WHAT THIS TASK INVOLVES:
Give the number of lines in this listing that hold "lock". No other words belong in the reply.
★ ★ ★
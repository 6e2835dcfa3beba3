//! Car management: list (row click opens the editor), add and edit forms.

#[cfg(test)]
#[path = "cars_test.rs"]
mod cars_test;

use datatable::{Column, Table, TableError, TableOptions};
use leptos::prelude::*;
use leptos_router::NavigateOptions;
use leptos_router::components::A;
use leptos_router::hooks::{use_navigate, use_params_map};

use super::{PageContext, form_field, parse_id};
use crate::components::confirm_dialog::ConfirmDialog;
use crate::components::data_table::{DataTable, RowAction};
use crate::net::types::{CarForm, CarRow};

pub const CARS_PATH: &str = "/dashboard/cars";
pub const MSG_CAR_NAME_REQUIRED: &str = "نام خودرو الزامی است";
pub const MSG_INVALID_CAR_ID: &str = "شناسه خودرو نامعتبر است";

pub fn car_path(id: i64) -> String {
    format!("{CARS_PATH}/{id}")
}

/// # Errors
///
/// Returns [`TableError::ZeroPageSize`] for a zero `page_size`.
pub fn build_car_table(page_size: usize) -> Result<Table<CarRow>, TableError> {
    let columns = vec![Column::new("id", "شناسه").sortable().width("80px"), Column::new("name", "نام").sortable()];
    Table::new(columns, TableOptions { page_size, ..TableOptions::default() })
}

/// # Errors
///
/// Returns [`MSG_CAR_NAME_REQUIRED`] for a blank name.
pub fn validate_car_form(form: &CarForm) -> Result<CarForm, &'static str> {
    let name = form.name.trim();
    if name.is_empty() { Err(MSG_CAR_NAME_REQUIRED) } else { Ok(CarForm { name: name.to_owned() }) }
}

#[component]
pub fn CarsPage() -> impl IntoView {
    let ctx = PageContext::expect();
    let navigate = use_navigate();
    let open_car = RwSignal::new(None::<i64>);
    let table = match build_car_table(ctx.page_size()) {
        Ok(t) => RwSignal::new(t.with_row_click(move |car: &CarRow| open_car.set(Some(car.id)))),
        Err(e) => {
            log::error!("cars table misconfigured: {e}");
            return view! { <p class="form-error">{e.to_string()}</p> }.into_any();
        }
    };
    let pending_delete = RwSignal::new(None::<i64>);
    let deleting = RwSignal::new(false);

    Effect::new(move || {
        if let Some(id) = open_car.get() {
            open_car.set(None);
            navigate(&car_path(id), NavigateOptions::default());
        }
    });

    let load = move || {
        table.update(|t| t.set_loading(true));
        leptos::task::spawn_local(async move {
            let result = ctx.client().list_cars().await;
            table.update(|t| t.set_loading(false));
            match result {
                Ok(rows) => table.update(|t| t.set_data(rows)),
                Err(e) => ctx.report(&e),
            }
        });
    };
    load();

    let confirm_delete = Callback::new(move |()| {
        let Some(id) = pending_delete.get_untracked() else {
            return;
        };
        deleting.set(true);
        leptos::task::spawn_local(async move {
            match ctx.client().delete_car(id).await {
                Ok(message) => {
                    ctx.toast_success(message.unwrap_or_else(|| "خودرو حذف شد".to_owned()));
                    load();
                }
                Err(e) => ctx.report(&e),
            }
            deleting.set(false);
            pending_delete.set(None);
        });
    });

    let actions = vec![
        RowAction::new("ویرایش", "btn--secondary", move |key| open_car.set(parse_id(&key))),
        RowAction::new("حذف", "btn--danger", move |key| pending_delete.set(parse_id(&key))),
    ];

    view! {
        <section class="list-page">
            <header class="list-page__header">
                <h2 class="page-title">"خودروها"</h2>
                <A href="/dashboard/cars/add" attr:class="btn btn--primary">
                    "افزودن خودرو"
                </A>
            </header>
            <DataTable table=table actions=actions />
            <Show when=move || pending_delete.get().is_some()>
                <ConfirmDialog
                    title="حذف خودرو"
                    message="این خودرو برای همیشه حذف می‌شود."
                    busy=deleting
                    on_confirm=confirm_delete
                    on_cancel=Callback::new(move |()| pending_delete.set(None))
                />
            </Show>
        </section>
    }
    .into_any()
}

#[component]
pub fn AddCarPage() -> impl IntoView {
    let ctx = PageContext::expect();
    let navigate = use_navigate();
    let form = RwSignal::new(CarForm::default());
    let error = RwSignal::new(None::<String>);
    let busy = RwSignal::new(false);
    let saved = return_to_list_on_save(navigate);

    let on_submit = move |ev: leptos::ev::SubmitEvent| {
        ev.prevent_default();
        if busy.get() {
            return;
        }
        let payload = match form.with(validate_car_form) {
            Ok(p) => p,
            Err(msg) => {
                error.set(Some(msg.to_owned()));
                return;
            }
        };
        error.set(None);
        busy.set(true);

        leptos::task::spawn_local(async move {
            match ctx.client().create_car(&payload).await {
                Ok(message) => {
                    ctx.toast_success(message.unwrap_or_else(|| "خودرو با موفقیت ایجاد شد".to_owned()));
                    saved.set(true);
                }
                Err(e) if e.is_unauthorized() => ctx.report(&e),
                Err(e) => error.set(Some(e.user_message())),
            }
            busy.set(false);
        });
    };

    view! {
        <section class="form-page">
            <h2 class="page-title">"افزودن خودرو"</h2>
            <CarFormView form=form error=error busy=busy on_submit=Callback::new(on_submit) />
        </section>
    }
}

#[component]
pub fn EditCarPage() -> impl IntoView {
    let ctx = PageContext::expect();
    let navigate = use_navigate();
    let params = use_params_map();
    let car_id = Memo::new(move |_| params.with(|p| p.get("id")).as_deref().and_then(parse_id));
    let form = RwSignal::new(CarForm::default());
    let error = RwSignal::new(None::<String>);
    let busy = RwSignal::new(false);
    let saved = return_to_list_on_save(navigate);
    let loaded = RwSignal::new(false);

    Effect::new(move || {
        let Some(id) = car_id.get() else {
            error.set(Some(MSG_INVALID_CAR_ID.to_owned()));
            return;
        };
        loaded.set(false);
        leptos::task::spawn_local(async move {
            match ctx.client().get_car(id).await {
                Ok(car) => {
                    form.set(CarForm { name: car.name });
                    loaded.set(true);
                }
                Err(e) if e.is_unauthorized() => ctx.report(&e),
                Err(e) => error.set(Some(e.user_message())),
            }
        });
    });

    let on_submit = move |ev: leptos::ev::SubmitEvent| {
        ev.prevent_default();
        if busy.get() {
            return;
        }
        let Some(id) = car_id.get_untracked() else {
            return;
        };
        let payload = match form.with(validate_car_form) {
            Ok(p) => p,
            Err(msg) => {
                error.set(Some(msg.to_owned()));
                return;
            }
        };
        error.set(None);
        busy.set(true);

        leptos::task::spawn_local(async move {
            match ctx.client().update_car(id, &payload).await {
                Ok(message) => {
                    ctx.toast_success(message.unwrap_or_else(|| "خودرو با موفقیت ویرایش شد".to_owned()));
                    saved.set(true);
                }
                Err(e) if e.is_unauthorized() => ctx.report(&e),
                Err(e) => error.set(Some(e.user_message())),
            }
            busy.set(false);
        });
    };

    let submit = Callback::new(on_submit);

    view! {
        <section class="form-page">
            <h2 class="page-title">
                "ویرایش خودرو "
                {move || car_id.get().map(|id| format!("#{id}")).unwrap_or_default()}
            </h2>
            <Show
                when=move || loaded.get()
                fallback=move || {
                    view! {
                        <p class="form-page__status">
                            {move || error.get().unwrap_or_else(|| "در حال بارگذاری...".to_owned())}
                        </p>
                    }
                }
            >
                <CarFormView form=form error=error busy=busy on_submit=submit />
            </Show>
        </section>
    }
}

/// Signal that, once set, sends the browser back to the car list.
fn return_to_list_on_save(navigate: impl Fn(&str, NavigateOptions) + 'static) -> RwSignal<bool> {
    let saved = RwSignal::new(false);
    Effect::new(move || {
        if saved.get() {
            navigate(CARS_PATH, NavigateOptions::default());
        }
    });
    saved
}

#[component]
fn CarFormView(
    form: RwSignal<CarForm>,
    error: RwSignal<Option<String>>,
    busy: RwSignal<bool>,
    on_submit: Callback<leptos::ev::SubmitEvent>,
) -> impl IntoView {
    view! {
        <form class="form-grid" on:submit=move |ev| on_submit.run(ev)>
            {form_field("نام خودرو", "text", form, |f| &f.name, |f, v| f.name = v)}
            <Show when=move || error.with(Option::is_some)>
                <p class="form-error">{move || error.get().unwrap_or_default()}</p>
            </Show>
            <div class="form-actions">
                <A href=CARS_PATH attr:class="btn">
                    "انصراف"
                </A>
                <button class="btn btn--primary" type="submit" disabled=move || busy.get()>
                    {move || if busy.get() { "در حال ذخیره..." } else { "ذخیره" }}
                </button>
            </div>
        </form>
    }
}
//! Build-time panel configuration.
//!
//! The bundle runs in the browser, so settings are baked in from the build
//! environment (`option_env!`) instead of read at runtime. Missing or
//! unparsable values fall back to defaults.

#[cfg(test)]
#[path = "config_test.rs"]
mod config_test;

pub const DEFAULT_API_BASE_URL: &str = "/api";
pub const DEFAULT_PAGE_SIZE: usize = datatable::DEFAULT_PAGE_SIZE;

#[derive(Debug, Clone, PartialEq, Eq)]
pub struct PanelConfig {
    /// REST base URL without a trailing slash.
    pub api_base_url: String,
    /// Rows per page for list screens.
    pub page_size: usize,
}

impl Default for PanelConfig {
    fn default() -> Self {
        Self { api_base_url: DEFAULT_API_BASE_URL.to_owned(), page_size: DEFAULT_PAGE_SIZE }
    }
}

impl PanelConfig {
    /// Build config from the compile-time environment.
    ///
    /// Optional:
    /// - `API_BASE_URL`: default `/api` (dev proxy)
    /// - `PANEL_PAGE_SIZE`: default 10, must be positive
    #[must_use]
    pub fn from_env() -> Self {
        Self::from_vars(option_env!("API_BASE_URL"), option_env!("PANEL_PAGE_SIZE"))
    }

    #[must_use]
    pub fn from_vars(api_base_url: Option<&str>, page_size: Option<&str>) -> Self {
        let api_base_url = api_base_url
            .map(str::trim)
            .filter(|v| !v.is_empty())
            .unwrap_or(DEFAULT_API_BASE_URL)
            .trim_end_matches('/')
            .to_owned();
        let page_size = parse_page_size(page_size);
        Self { api_base_url, page_size }
    }
}

fn parse_page_size(raw: Option<&str>) -> usize {
    raw.and_then(|v| v.trim().parse::<usize>().ok())
        .filter(|v| *v > 0)
        .unwrap_or(DEFAULT_PAGE_SIZE)
}
//! Durable key/value storage behind the session store.
//!
//! SYSTEM CONTEXT
//! ==============
//! The session store only talks to [`SessionStorage`]. Browser builds use
//! `window.localStorage`; tests and non-browser builds inject
//! [`MemoryStorage`].
//!
//! ERROR HANDLING
//! ==============
//! Every call returns a `Result`; callers decide whether a failure matters.
//! The session store logs and swallows them.

#[cfg(test)]
#[path = "storage_test.rs"]
mod storage_test;

use std::collections::BTreeMap;
use std::sync::{Arc, Mutex};

#[derive(Debug, Clone, PartialEq, Eq, thiserror::Error)]
pub enum StorageError {
    /// No storage backend (outside the browser, or disabled by the user).
    #[error("storage unavailable")]
    Unavailable,
    #[error("storage read failed: {0}")]
    Read(String),
    /// Quota exceeded or write rejected.
    #[error("storage write failed: {0}")]
    Write(String),
}

/// String key/value store.
pub trait SessionStorage {
    /// # Errors
    ///
    /// Returns [`StorageError`] when the backend cannot be read.
    fn get(&self, key: &str) -> Result<Option<String>, StorageError>;

    /// # Errors
    ///
    /// Returns [`StorageError`] when the backend rejects the write.
    fn set(&self, key: &str, value: &str) -> Result<(), StorageError>;

    /// # Errors
    ///
    /// Returns [`StorageError`] when the backend rejects the removal.
    fn remove(&self, key: &str) -> Result<(), StorageError>;
}

/// `window.localStorage`, resolved on every call.
#[derive(Debug, Clone, Copy, Default, PartialEq, Eq)]
pub struct BrowserStorage;

#[cfg(feature = "csr")]
fn local_storage() -> Result<web_sys::Storage, StorageError> {
    web_sys::window()
        .and_then(|w| w.local_storage().ok().flatten())
        .ok_or(StorageError::Unavailable)
}

impl SessionStorage for BrowserStorage {
    fn get(&self, key: &str) -> Result<Option<String>, StorageError> {
        #[cfg(feature = "csr")]
        {
            local_storage()?
                .get_item(key)
                .map_err(|e| StorageError::Read(format!("{e:?}")))
        }
        #[cfg(not(feature = "csr"))]
        {
            let _ = key;
            Err(StorageError::Unavailable)
        }
    }

    fn set(&self, key: &str, value: &str) -> Result<(), StorageError> {
        #[cfg(feature = "csr")]
        {
            local_storage()?
                .set_item(key, value)
                .map_err(|e| StorageError::Write(format!("{e:?}")))
        }
        #[cfg(not(feature = "csr"))]
        {
            let _ = (key, value);
            Err(StorageError::Unavailable)
        }
    }

    fn remove(&self, key: &str) -> Result<(), StorageError> {
        #[cfg(feature = "csr")]
        {
            local_storage()?
                .remove_item(key)
                .map_err(|e| StorageError::Write(format!("{e:?}")))
        }
        #[cfg(not(feature = "csr"))]
        {
            let _ = key;
            Err(StorageError::Unavailable)
        }
    }
}

/// In-memory storage. Clones share the same entries, so a fresh store built
/// from a clone sees what an earlier store persisted.
#[derive(Debug, Clone, Default)]
pub struct MemoryStorage {
    entries: Arc<Mutex<BTreeMap<String, String>>>,
    disabled: bool,
}

impl MemoryStorage {
    #[must_use]
    pub fn new() -> Self {
        Self::default()
    }

    /// Storage that fails every call, like a browser with storage disabled.
    #[must_use]
    pub fn disabled() -> Self {
        Self { entries: Arc::default(), disabled: true }
    }

    /// Direct read that bypasses the `disabled` flag. Test helper.
    #[must_use]
    pub fn peek(&self, key: &str) -> Option<String> {
        self.entries.lock().ok().and_then(|map| map.get(key).cloned())
    }

    fn with_entries<R>(
        &self,
        op: impl FnOnce(&mut BTreeMap<String, String>) -> R,
        on_poison: fn(String) -> StorageError,
    ) -> Result<R, StorageError> {
        if self.disabled {
            return Err(StorageError::Unavailable);
        }
        let mut guard = self.entries.lock().map_err(|e| on_poison(e.to_string()))?;
        Ok(op(&mut guard))
    }
}

impl SessionStorage for MemoryStorage {
    fn get(&self, key: &str) -> Result<Option<String>, StorageError> {
        self.with_entries(|map| map.get(key).cloned(), StorageError::Read)
    }

    fn set(&self, key: &str, value: &str) -> Result<(), StorageError> {
        self.with_entries(
            |map| {
                map.insert(key.to_owned(), value.to_owned());
            },
            StorageError::Write,
        )
    }

    fn remove(&self, key: &str) -> Result<(), StorageError> {
        self.with_entries(
            |map| {
                map.remove(key);
            },
            StorageError::Write,
        )
    }
}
★ ★ ★
RESPONSE:
2